Problem requirements
Your answer should consist of each line from the data below that contains "LevelFilter".

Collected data
* * * *

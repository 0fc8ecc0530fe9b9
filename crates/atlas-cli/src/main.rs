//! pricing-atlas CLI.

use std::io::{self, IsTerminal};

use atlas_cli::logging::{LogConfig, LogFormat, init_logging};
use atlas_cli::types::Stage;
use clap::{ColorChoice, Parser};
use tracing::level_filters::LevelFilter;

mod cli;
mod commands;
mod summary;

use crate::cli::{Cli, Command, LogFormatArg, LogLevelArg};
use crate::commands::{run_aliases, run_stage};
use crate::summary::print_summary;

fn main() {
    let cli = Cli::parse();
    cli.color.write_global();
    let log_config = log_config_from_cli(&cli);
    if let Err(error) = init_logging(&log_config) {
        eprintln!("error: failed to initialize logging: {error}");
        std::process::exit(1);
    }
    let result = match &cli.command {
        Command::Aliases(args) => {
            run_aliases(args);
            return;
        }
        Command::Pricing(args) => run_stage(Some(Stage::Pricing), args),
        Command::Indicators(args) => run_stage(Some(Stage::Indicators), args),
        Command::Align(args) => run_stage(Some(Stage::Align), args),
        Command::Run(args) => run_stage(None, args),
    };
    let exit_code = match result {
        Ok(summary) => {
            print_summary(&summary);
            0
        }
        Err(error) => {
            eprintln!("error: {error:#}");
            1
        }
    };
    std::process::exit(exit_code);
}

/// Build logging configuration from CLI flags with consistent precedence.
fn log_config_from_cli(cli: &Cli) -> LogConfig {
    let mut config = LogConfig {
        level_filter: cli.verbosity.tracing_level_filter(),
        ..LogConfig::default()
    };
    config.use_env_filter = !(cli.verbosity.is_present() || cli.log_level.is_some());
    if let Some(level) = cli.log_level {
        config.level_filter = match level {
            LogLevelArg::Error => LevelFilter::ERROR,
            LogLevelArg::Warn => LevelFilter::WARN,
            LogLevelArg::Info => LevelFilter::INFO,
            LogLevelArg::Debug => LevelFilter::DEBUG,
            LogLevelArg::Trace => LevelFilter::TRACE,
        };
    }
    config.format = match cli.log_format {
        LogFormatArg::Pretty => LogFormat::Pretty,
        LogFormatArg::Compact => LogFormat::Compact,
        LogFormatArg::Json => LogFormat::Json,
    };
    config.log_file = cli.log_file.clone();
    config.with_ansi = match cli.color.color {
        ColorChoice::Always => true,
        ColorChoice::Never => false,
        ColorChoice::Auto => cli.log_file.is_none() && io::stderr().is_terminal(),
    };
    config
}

* * * *

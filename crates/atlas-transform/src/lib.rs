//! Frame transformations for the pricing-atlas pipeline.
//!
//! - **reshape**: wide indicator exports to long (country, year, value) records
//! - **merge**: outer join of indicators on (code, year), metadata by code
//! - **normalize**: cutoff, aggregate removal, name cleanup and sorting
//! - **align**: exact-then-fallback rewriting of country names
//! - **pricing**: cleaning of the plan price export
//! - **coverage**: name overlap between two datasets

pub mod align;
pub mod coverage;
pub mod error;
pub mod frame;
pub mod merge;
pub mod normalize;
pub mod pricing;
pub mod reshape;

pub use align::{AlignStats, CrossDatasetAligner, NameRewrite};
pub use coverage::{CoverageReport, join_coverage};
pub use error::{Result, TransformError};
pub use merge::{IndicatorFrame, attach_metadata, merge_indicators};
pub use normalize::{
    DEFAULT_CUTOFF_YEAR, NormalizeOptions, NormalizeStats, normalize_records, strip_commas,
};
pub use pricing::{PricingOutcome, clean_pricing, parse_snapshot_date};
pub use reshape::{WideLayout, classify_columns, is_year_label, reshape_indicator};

* * * *

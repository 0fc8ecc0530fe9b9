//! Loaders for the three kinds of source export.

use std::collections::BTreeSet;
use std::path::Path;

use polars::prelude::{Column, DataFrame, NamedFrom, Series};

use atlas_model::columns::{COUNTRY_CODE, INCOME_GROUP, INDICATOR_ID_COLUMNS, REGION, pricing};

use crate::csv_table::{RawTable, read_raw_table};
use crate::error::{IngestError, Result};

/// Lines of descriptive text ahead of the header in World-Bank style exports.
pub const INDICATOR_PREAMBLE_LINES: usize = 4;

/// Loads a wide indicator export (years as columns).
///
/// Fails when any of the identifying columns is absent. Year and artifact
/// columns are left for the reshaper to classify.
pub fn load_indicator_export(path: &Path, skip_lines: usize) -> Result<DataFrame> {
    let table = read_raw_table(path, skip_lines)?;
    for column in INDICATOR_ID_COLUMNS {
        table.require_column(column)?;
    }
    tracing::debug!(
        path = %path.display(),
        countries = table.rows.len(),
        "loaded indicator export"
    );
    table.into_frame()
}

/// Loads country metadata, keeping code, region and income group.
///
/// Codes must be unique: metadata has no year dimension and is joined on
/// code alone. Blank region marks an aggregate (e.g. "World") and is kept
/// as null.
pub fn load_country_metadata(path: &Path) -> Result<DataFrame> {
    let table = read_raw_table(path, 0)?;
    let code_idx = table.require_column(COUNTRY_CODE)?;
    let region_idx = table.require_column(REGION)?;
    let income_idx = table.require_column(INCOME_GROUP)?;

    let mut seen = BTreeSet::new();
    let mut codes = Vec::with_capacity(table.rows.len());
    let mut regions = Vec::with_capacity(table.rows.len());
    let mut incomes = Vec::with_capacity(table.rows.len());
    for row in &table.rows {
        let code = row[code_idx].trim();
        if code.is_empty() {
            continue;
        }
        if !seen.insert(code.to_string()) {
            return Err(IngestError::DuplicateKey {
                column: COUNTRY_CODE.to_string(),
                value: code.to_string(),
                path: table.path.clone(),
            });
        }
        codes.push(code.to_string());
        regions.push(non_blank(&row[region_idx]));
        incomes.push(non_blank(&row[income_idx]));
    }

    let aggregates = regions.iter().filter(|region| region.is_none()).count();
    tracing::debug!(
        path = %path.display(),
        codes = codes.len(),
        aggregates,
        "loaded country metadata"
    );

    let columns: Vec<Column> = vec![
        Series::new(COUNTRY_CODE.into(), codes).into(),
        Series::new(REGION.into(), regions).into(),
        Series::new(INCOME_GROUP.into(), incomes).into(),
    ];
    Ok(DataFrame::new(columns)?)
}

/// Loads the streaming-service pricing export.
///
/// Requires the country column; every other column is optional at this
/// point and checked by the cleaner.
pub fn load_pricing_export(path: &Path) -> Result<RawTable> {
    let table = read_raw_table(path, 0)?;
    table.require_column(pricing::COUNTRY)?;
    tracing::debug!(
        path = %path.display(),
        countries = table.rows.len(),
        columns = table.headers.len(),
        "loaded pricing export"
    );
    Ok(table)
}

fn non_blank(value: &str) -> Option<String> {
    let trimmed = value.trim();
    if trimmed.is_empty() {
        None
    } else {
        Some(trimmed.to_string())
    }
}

* * * *

Answer to this task
use tracing::level_filters::LevelFilter;
            LogLevelArg::Error => LevelFilter::ERROR,
            LogLevelArg::Warn => LevelFilter::WARN,
            LogLevelArg::Info => LevelFilter::INFO,
            LogLevelArg::Debug => LevelFilter::DEBUG,
            LogLevelArg::Trace => LevelFilter::TRACE,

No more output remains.